Es ist ein kalter und verregneter Morgen. Ich war am Tag zuvor nicht mehr bei Peggy. Andrew hatte sich auch nicht mehr gemeldet. Ich beginne, daran zu zweifeln, ob das so weiter gehen soll. Ich möchte nicht alle zwei Wochen so ein Chaos haben und ich weiß auch immer noch nicht, wieso er mich gestern früh nicht weckte, sondern einfach ging.
Bei diesen Gedanken gehe ich langsam an mein Fenster, um Licht und Luft in das Zimmer zu lassen. Es wird Winter. Einige Bäume sind schon komplett von den Blättern befreit.

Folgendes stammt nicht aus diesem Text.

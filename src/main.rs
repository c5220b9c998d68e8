mod cmd;
mod config;
mod context;
mod domain;
mod error;
mod infra;
mod services;
mod workflow;

use std::ffi::OsString;
use std::sync::Arc;

use clap::{Parser, Subcommand};
use tracing::{error, info};
use tracing_subscriber::{EnvFilter, fmt, prelude::*};

use crate::cmd::{config as config_cmd, sync};
use crate::config::{ActionInputs, AppConfig, TrackerConfig};
use crate::context::AppContext;
use crate::error::{AppError, AppResult};
use crate::infra::actions;
use crate::infra::git::GitCli;
use crate::infra::github::GitHubClient;
use crate::infra::jira::JiraClient;
use crate::services::IssueTrackerService;

#[derive(Parser, Debug)]
#[command(
    name = "related-issues",
    author,
    version,
    about = "List the tracker issues referenced by a pull request's commits in its description"
)]
struct Cli {
    #[command(flatten)]
    inputs: ActionInputs,
    #[command(subcommand)]
    command: Option<Commands>,
}

#[derive(Subcommand, Debug, PartialEq, Eq)]
enum Commands {
    /// Refresh the related issues table of the pull request (default).
    Sync,
    /// Show the resolved configuration (secrets masked).
    Config,
}

#[tokio::main]
async fn main() {
    init_tracing();

    let success = match run().await {
        Ok(()) => true,
        Err(err) => {
            error!(error = %err, "run failed");
            actions::report_error(&err.to_string());
            false
        }
    };

    if let Err(err) = actions::set_output("success", &success.to_string()) {
        eprintln!("Error: failed to set output: {err}");
    }
    if !success {
        std::process::exit(1);
    }
}

fn init_tracing() {
    let filter = EnvFilter::try_from_default_env().unwrap_or_else(|_| EnvFilter::new("info"));
    tracing_subscriber::registry()
        .with(
            fmt::layer()
                .with_writer(std::io::stdout)
                .with_ansi(false)
                .with_target(false),
        )
        .with(filter)
        .init();
}

async fn run() -> AppResult<()> {
    let cli = parse_cli(std::env::args_os())?;
    let cwd = std::env::current_dir()?;
    let config = AppConfig::load(&cli.inputs, &cwd)?;

    match cli.command.unwrap_or(Commands::Sync) {
        Commands::Config => {
            config_cmd::run_show(&config);
            Ok(())
        }
        Commands::Sync => run_sync(config).await,
    }
}

/// Parses the command line. Help and version requests exit as usual; invalid
/// arguments fail the run so the `success` output is still written.
fn parse_cli<I, T>(args: I) -> AppResult<Cli>
where
    I: IntoIterator<Item = T>,
    T: Into<OsString> + Clone,
{
    match Cli::try_parse_from(args) {
        Ok(cli) => Ok(cli),
        Err(err) if !err.use_stderr() => err.exit(),
        Err(err) => Err(AppError::Configuration(err.to_string().trim().to_string())),
    }
}

async fn run_sync(config: AppConfig) -> AppResult<()> {
    let issue_tracker: Arc<dyn IssueTrackerService> = match &config.tracker {
        TrackerConfig::Jira(jira) => Arc::new(JiraClient::from_config(jira)),
    };
    let version_control = Arc::new(GitCli::new(config.workspace_root.clone()));
    let pull_requests = Arc::new(GitHubClient::new(&config.github));

    let context = AppContext::new(config.sync, version_control, pull_requests, issue_tracker);

    let outcome = sync::run(&context).await?;

    info!(
        pull = outcome.pull_number,
        commits = outcome.commits,
        issues = outcome.issues.len(),
        failed = outcome.failed.len(),
        "{}",
        outcome.action.describe()
    );
    if !outcome.failed.is_empty() {
        info!("Issues without a tracker entry: {}", outcome.failed.join(", "));
    }

    Ok(())
}
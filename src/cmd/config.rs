use crate::config::{AppConfig, TrackerConfig};

/// Prints the resolved configuration with secrets masked.
pub fn run_show(config: &AppConfig) {
    println!("Tracker: {}", config.tracker.name());
    match &config.tracker {
        TrackerConfig::Jira(jira) => {
            println!("Jira URL: {}", jira.base_url());
            println!("Jira username: {}", display_value(&jira.username));
            println!("Jira token: {}", mask_secret(&jira.token));
        }
    }
    println!(
        "Repository: {}/{}",
        config.github.owner, config.github.repo
    );
    println!("GitHub API: {}", config.github.api_url);
    println!("GitHub token: {}", mask_secret(&config.github.token));
    println!("Pull request: #{}", config.sync.pull_number);
    println!("Path filter: {}", config.sync.path);
    println!(
        "Project key: {}",
        display_value(config.sync.pattern.project_key().unwrap_or_default())
    );
    println!("Capture scope: {}", config.sync.capture_scope);
    println!("Workspace: {}", config.workspace_root.display());
}

fn display_value(value: &str) -> String {
    if value.is_empty() {
        "<not set>".to_string()
    } else {
        value.to_string()
    }
}

fn mask_secret(value: &str) -> String {
    match value.chars().count() {
        0 => "<not set>".to_string(),
        1..=6 => "***".to_string(),
        count => {
            let prefix: String = value.chars().take(3).collect();
            let suffix: String = value.chars().skip(count - 3).collect();
            format!("{prefix}***{suffix}")
        }
    }
}
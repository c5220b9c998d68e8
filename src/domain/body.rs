use std::ops::Range;

use crate::error::{AppError, AppResult};

pub const START_MARKER: &str = "<!--RELATED-ISSUE-START-->";
pub const END_MARKER: &str = "<!--RELATED-ISSUE-END-->";
pub const TABLE_HEADING: &str = "## Related Issues (Auto updated)";

// Written by releases that only supported Jira.
const LEGACY_START_MARKER: &str = "<!--JIRA-ISSUE-START-->";
const LEGACY_END_MARKER: &str = "<!--JIRA-ISSUE-END-->";

#[derive(Debug, Clone, Copy, PartialEq, Eq)]
pub enum MergeAction {
    Append,
    Replace,
    ReplaceLegacy,
}

impl MergeAction {
    pub fn describe(&self) -> &'static str {
        match self {
            MergeAction::Append => "Append related issues table",
            MergeAction::Replace => "Related issues table already exists, just replace",
            MergeAction::ReplaceLegacy => "Legacy Jira issue table found, replace it",
        }
    }
}

#[derive(Debug, Clone, PartialEq, Eq)]
pub struct MergedBody {
    pub action: MergeAction,
    pub body: String,
}

/// Wraps a rendered table in the sentinel comments that mark the managed region.
pub fn wrap_table(table: &str) -> String {
    [START_MARKER, TABLE_HEADING, table, END_MARKER].join("\n")
}

/// Replaces the managed region of `body` with `block`, or appends `block` when
/// the body has none. Text outside the region is kept as is.
pub fn merge_body(body: &str, block: &str) -> AppResult<MergedBody> {
    if let Some(region) = find_region(body, START_MARKER, END_MARKER)? {
        return Ok(MergedBody {
            action: MergeAction::Replace,
            body: splice(body, region, block),
        });
    }

    if let Some(region) = find_region(body, LEGACY_START_MARKER, LEGACY_END_MARKER)? {
        return Ok(MergedBody {
            action: MergeAction::ReplaceLegacy,
            body: splice(body, region, block),
        });
    }

    Ok(MergedBody {
        action: MergeAction::Append,
        body: format!("{body}\n{block}"),
    })
}

fn find_region(body: &str, start: &str, end: &str) -> AppResult<Option<Range<usize>>> {
    let starts = body.matches(start).count();
    let ends = body.matches(end).count();

    match (starts, ends) {
        (0, 0) => Ok(None),
        (1, 1) => {
            let Some(begin) = body.find(start) else {
                return Ok(None);
            };
            let content_start = begin + start.len();
            match body[content_start..].find(end) {
                Some(offset) => Ok(Some(begin..content_start + offset + end.len())),
                None => Err(AppError::MalformedBody(format!(
                    "{end} appears before {start}"
                ))),
            }
        }
        (0, _) => Err(AppError::MalformedBody(format!(
            "{end} found without {start}"
        ))),
        (_, 0) => Err(AppError::MalformedBody(format!(
            "{start} found without {end}"
        ))),
        (starts, ends) => Err(AppError::MalformedBody(format!(
            "expected one managed region, found {starts} start and {ends} end markers"
        ))),
    }
}

fn splice(body: &str, region: Range<usize>, block: &str) -> String {
    let mut merged = String::with_capacity(body.len() - region.len() + block.len());
    merged.push_str(&body[..region.start]);
    merged.push_str(block);
    merged.push_str(&body[region.end..]);
    merged
}

#[cfg(test)]
mod tests {
    use super::*;

    const TABLE: &str = "|#issue|title|\n|---|---|\n|[ABC-1](link)|Title|";

    #[test]
    fn appends_when_no_region() {
        let block = wrap_table(TABLE);
        let merged = merge_body("desc", &block).unwrap();
        assert_eq!(merged.action, MergeAction::Append);
        assert_eq!(merged.body, format!("desc\n{block}"));
    }

    #[test]
    fn appends_to_empty_body() {
        let block = wrap_table(TABLE);
        let merged = merge_body("", &block).unwrap();
        assert_eq!(merged.body, format!("\n{block}"));
    }

    #[test]
    fn replaces_only_the_marked_region() {
        let body = "desc\n<!--RELATED-ISSUE-START-->\n## Related Issues (Auto updated)\n|old|\n<!--RELATED-ISSUE-END-->\nfooter";
        let block = wrap_table(TABLE);

        let merged = merge_body(body, &block).unwrap();

        assert_eq!(merged.action, MergeAction::Replace);
        assert_eq!(merged.body, format!("desc\n{block}\nfooter"));
        assert!(merged.body.starts_with("desc\n"));
    }

    #[test]
    fn merging_twice_is_stable() {
        let block = wrap_table(TABLE);
        let once = merge_body("desc", &block).unwrap().body;
        let twice = merge_body(&once, &block).unwrap().body;
        assert_eq!(once, twice);
    }

    #[test]
    fn migrates_legacy_region() {
        let body = "intro\n<!--JIRA-ISSUE-START-->\n## Jira Issue\n|old|\n<!--JIRA-ISSUE-END-->";
        let block = wrap_table(TABLE);

        let merged = merge_body(body, &block).unwrap();

        assert_eq!(merged.action, MergeAction::ReplaceLegacy);
        assert_eq!(merged.body, format!("intro\n{block}"));
    }

    #[test]
    fn rejects_start_without_end() {
        let body = "desc\n<!--RELATED-ISSUE-START-->\nleftover";
        let error = merge_body(body, &wrap_table(TABLE)).unwrap_err();
        assert!(matches!(error, AppError::MalformedBody(_)));
    }

    #[test]
    fn rejects_end_before_start() {
        let body = "<!--RELATED-ISSUE-END-->\n<!--RELATED-ISSUE-START-->";
        let error = merge_body(body, &wrap_table(TABLE)).unwrap_err();
        assert!(matches!(error, AppError::MalformedBody(_)));
    }

    #[test]
    fn rejects_multiple_regions() {
        let block = wrap_table(TABLE);
        let body = format!("{block}\nbetween\n{block}");
        let error = merge_body(&body, &block).unwrap_err();
        assert!(matches!(error, AppError::MalformedBody(_)));
    }
}
pub mod config;
pub mod sync;
// ==========================================
// 工位排班基础数据 - 应用配置
// ==========================================
// 职责: 默认配置 + 环境变量覆写
// 环境变量:
// - WORKPLACE_SETUP_DB_PATH: 本地存储数据库路径
// - WORKPLACE_SETUP_SCHEDULER_URL: 排程服务地址
// - WORKPLACE_SETUP_SCHEDULER_TIMEOUT_SECS: 排程请求超时（秒）
// - WORKPLACE_SETUP_LOCALE: 界面语言 (zh-CN / en)
// - WORKPLACE_SETUP_LOG_FORMAT: 日志格式 (pretty / json)
// ==========================================

use std::path::PathBuf;
use std::str::FromStr;

pub mod env_keys {
    pub const DB_PATH: &str = "WORKPLACE_SETUP_DB_PATH";
    pub const SCHEDULER_URL: &str = "WORKPLACE_SETUP_SCHEDULER_URL";
    pub const SCHEDULER_TIMEOUT_SECS: &str = "WORKPLACE_SETUP_SCHEDULER_TIMEOUT_SECS";
    pub const LOCALE: &str = "WORKPLACE_SETUP_LOCALE";
    pub const LOG_FORMAT: &str = "WORKPLACE_SETUP_LOG_FORMAT";
}

/// 默认排程服务地址
pub const DEFAULT_SCHEDULER_URL: &str = "http://localhost:5000/api/schedule";

/// 默认排程请求超时（秒）
pub const DEFAULT_SCHEDULER_TIMEOUT_SECS: u64 = 60;

/// 默认语言
pub const DEFAULT_LOCALE: &str = "zh-CN";

/// 支持的语言（与 locales/ 下的文件对应）
pub const SUPPORTED_LOCALES: [&str; 2] = ["zh-CN", "en"];

// ==========================================
// StorageKeys - 本地通道键名
// ==========================================
#[derive(Debug, Clone, PartialEq, Eq)]
pub struct StorageKeys {
    /// 实体快照
    pub settings: String,
    /// 排程结果（一次性读取）
    pub schedule_result: String,
}

impl Default for StorageKeys {
    fn default() -> Self {
        Self {
            settings: "workplaceSettings".to_string(),
            schedule_result: "scheduleResults".to_string(),
        }
    }
}

// ==========================================
// SchedulerConfig - 排程服务
// ==========================================
#[derive(Debug, Clone, PartialEq, Eq)]
pub struct SchedulerConfig {
    pub endpoint: String,
    pub timeout_secs: u64,
}

impl Default for SchedulerConfig {
    fn default() -> Self {
        Self {
            endpoint: DEFAULT_SCHEDULER_URL.to_string(),
            timeout_secs: DEFAULT_SCHEDULER_TIMEOUT_SECS,
        }
    }
}

// ==========================================
// LogFormat - 日志格式
// ==========================================
#[derive(Debug, Clone, Copy, PartialEq, Eq, Default)]
pub enum LogFormat {
    #[default]
    Pretty,
    Json,
}

impl FromStr for LogFormat {
    type Err = String;

    fn from_str(s: &str) -> Result<Self, Self::Err> {
        match s.trim().to_ascii_lowercase().as_str() {
            "pretty" | "text" => Ok(LogFormat::Pretty),
            "json" => Ok(LogFormat::Json),
            other => Err(format!("未知的日志格式: {}", other)),
        }
    }
}

// ==========================================
// AppConfig
// ==========================================
#[derive(Debug, Clone, PartialEq, Eq)]
pub struct AppConfig {
    pub db_path: String,
    pub scheduler: SchedulerConfig,
    pub storage_keys: StorageKeys,
    pub locale: String,
    pub log_format: LogFormat,
}

impl Default for AppConfig {
    fn default() -> Self {
        Self {
            db_path: get_default_db_path(),
            scheduler: SchedulerConfig::default(),
            storage_keys: StorageKeys::default(),
            locale: DEFAULT_LOCALE.to_string(),
            log_format: LogFormat::default(),
        }
    }
}

impl AppConfig {
    /// 默认配置 + 进程环境变量覆写
    ///
    /// 配置在日志初始化之前读取，非法值的警告随配置一起返回，由调用方在日志就绪后输出。
    pub fn from_env() -> (Self, Vec<String>) {
        Self::from_lookup(|key| std::env::var(key).ok())
    }

    /// 默认配置 + 指定来源覆写（便于测试）
    ///
    /// 非法值保留默认值，并在返回的警告列表中记录一条。
    pub fn from_lookup<F>(lookup: F) -> (Self, Vec<String>)
    where
        F: Fn(&str) -> Option<String>,
    {
        let mut config = Self::default();
        let mut warnings = Vec::new();
        let read = |key: &str| {
            lookup(key)
                .map(|v| v.trim().to_string())
                .filter(|v| !v.is_empty())
        };

        if let Some(path) = read(env_keys::DB_PATH) {
            config.db_path = path;
        }

        if let Some(url) = read(env_keys::SCHEDULER_URL) {
            config.scheduler.endpoint = url;
        }

        if let Some(raw) = read(env_keys::SCHEDULER_TIMEOUT_SECS) {
            match raw.parse::<u64>() {
                Ok(secs) if secs > 0 => config.scheduler.timeout_secs = secs,
                _ => warnings.push(format!(
                    "{} 取值无效 ({})，使用默认值 {}",
                    env_keys::SCHEDULER_TIMEOUT_SECS,
                    raw,
                    DEFAULT_SCHEDULER_TIMEOUT_SECS
                )),
            }
        }

        if let Some(locale) = read(env_keys::LOCALE) {
            if SUPPORTED_LOCALES.contains(&locale.as_str()) {
                config.locale = locale;
            } else {
                warnings.push(format!("不支持的语言 {}，使用 {}", locale, DEFAULT_LOCALE));
            }
        }

        if let Some(raw) = read(env_keys::LOG_FORMAT) {
            match raw.parse::<LogFormat>() {
                Ok(format) => config.log_format = format,
                Err(e) => warnings.push(e),
            }
        }

        (config, warnings)
    }
}

/// 获取默认数据库路径
///
/// 优先级: 环境变量 > 用户数据目录 > 当前目录
pub fn get_default_db_path() -> String {
    if let Ok(path) = std::env::var(env_keys::DB_PATH) {
        let trimmed = path.trim();
        if !trimmed.is_empty() {
            return trimmed.to_string();
        }
    }

    let mut path = PathBuf::from("./workplace_setup.db");

    if let Some(data_dir) = dirs::data_dir() {
        // 开发环境使用独立目录，避免污染正式数据
        #[cfg(debug_assertions)]
        let dir = data_dir.join("workplace-setup-dev");

        #[cfg(not(debug_assertions))]
        let dir = data_dir.join("workplace-setup");

        if std::fs::create_dir_all(&dir).is_ok() {
            path = dir.join("workplace_setup.db");
        }
    }

    path.to_string_lossy().to_string()
}

#[cfg(test)]
mod tests {
    use super::*;
    use std::collections::HashMap;

    fn lookup(pairs: &[(&str, &str)]) -> impl Fn(&str) -> Option<String> {
        let map: HashMap<String, String> = pairs
            .iter()
            .map(|(k, v)| (k.to_string(), v.to_string()))
            .collect();
        move |key: &str| map.get(key).cloned()
    }

    #[test]
    fn test_defaults() {
        let (config, warnings) = AppConfig::from_lookup(|_| None);
        assert!(warnings.is_empty());
        assert_eq!(config.scheduler.endpoint, DEFAULT_SCHEDULER_URL);
        assert_eq!(config.scheduler.timeout_secs, 60);
        assert_eq!(config.storage_keys.settings, "workplaceSettings");
        assert_eq!(config.storage_keys.schedule_result, "scheduleResults");
        assert_eq!(config.locale, "zh-CN");
        assert_eq!(config.log_format, LogFormat::Pretty);
    }

    #[test]
    fn test_overrides() {
        let (config, warnings) = AppConfig::from_lookup(lookup(&[
            (env_keys::DB_PATH, " /tmp/ws.db "),
            (env_keys::SCHEDULER_URL, "http://scheduler:8080/api/schedule"),
            (env_keys::SCHEDULER_TIMEOUT_SECS, "15"),
            (env_keys::LOCALE, "en"),
            (env_keys::LOG_FORMAT, "JSON"),
        ]));
        assert_eq!(config.db_path, "/tmp/ws.db");
        assert_eq!(config.scheduler.endpoint, "http://scheduler:8080/api/schedule");
        assert_eq!(config.scheduler.timeout_secs, 15);
        assert_eq!(config.locale, "en");
        assert_eq!(config.log_format, LogFormat::Json);
        assert!(warnings.is_empty());
    }

    #[test]
    fn test_invalid_values_keep_defaults() {
        let (config, warnings) = AppConfig::from_lookup(lookup(&[
            (env_keys::SCHEDULER_TIMEOUT_SECS, "abc"),
            (env_keys::LOCALE, "fr"),
            (env_keys::LOG_FORMAT, "xml"),
        ]));
        assert_eq!(config.scheduler.timeout_secs, DEFAULT_SCHEDULER_TIMEOUT_SECS);
        assert_eq!(config.locale, DEFAULT_LOCALE);
        assert_eq!(config.log_format, LogFormat::Pretty);

        assert_eq!(warnings.len(), 3);
        assert!(warnings[0].contains(env_keys::SCHEDULER_TIMEOUT_SECS));
        assert!(warnings[1].contains("fr"));
        assert!(warnings[2].contains("xml"));
    }

    #[test]
    fn test_get_default_db_path() {
        let path = get_default_db_path();
        assert!(!path.is_empty());
        assert!(path.ends_with(".db"));
    }
}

Meine Lieblingsjahreszeit ist der Herbst. Er kann kalt und mild sein. Die Natur ist ganz bunt. Als ich so aus dem Fenster sehe ich einen Jeep in die Richtung meines Hauses fahren: Andrew.
Ich werfe mir meinen Morgenmantel um, schlüpfe in ein paar Hausschuhe und gehe hinunter. Die Tür öffne ich noch bevor Andrew auf der Terrasse stehen kann. Er bleibt bei seinem Jeep kurze Zeit stehen. Man sieht ihm richtig an, wie er überlegt, was er nun tun soll.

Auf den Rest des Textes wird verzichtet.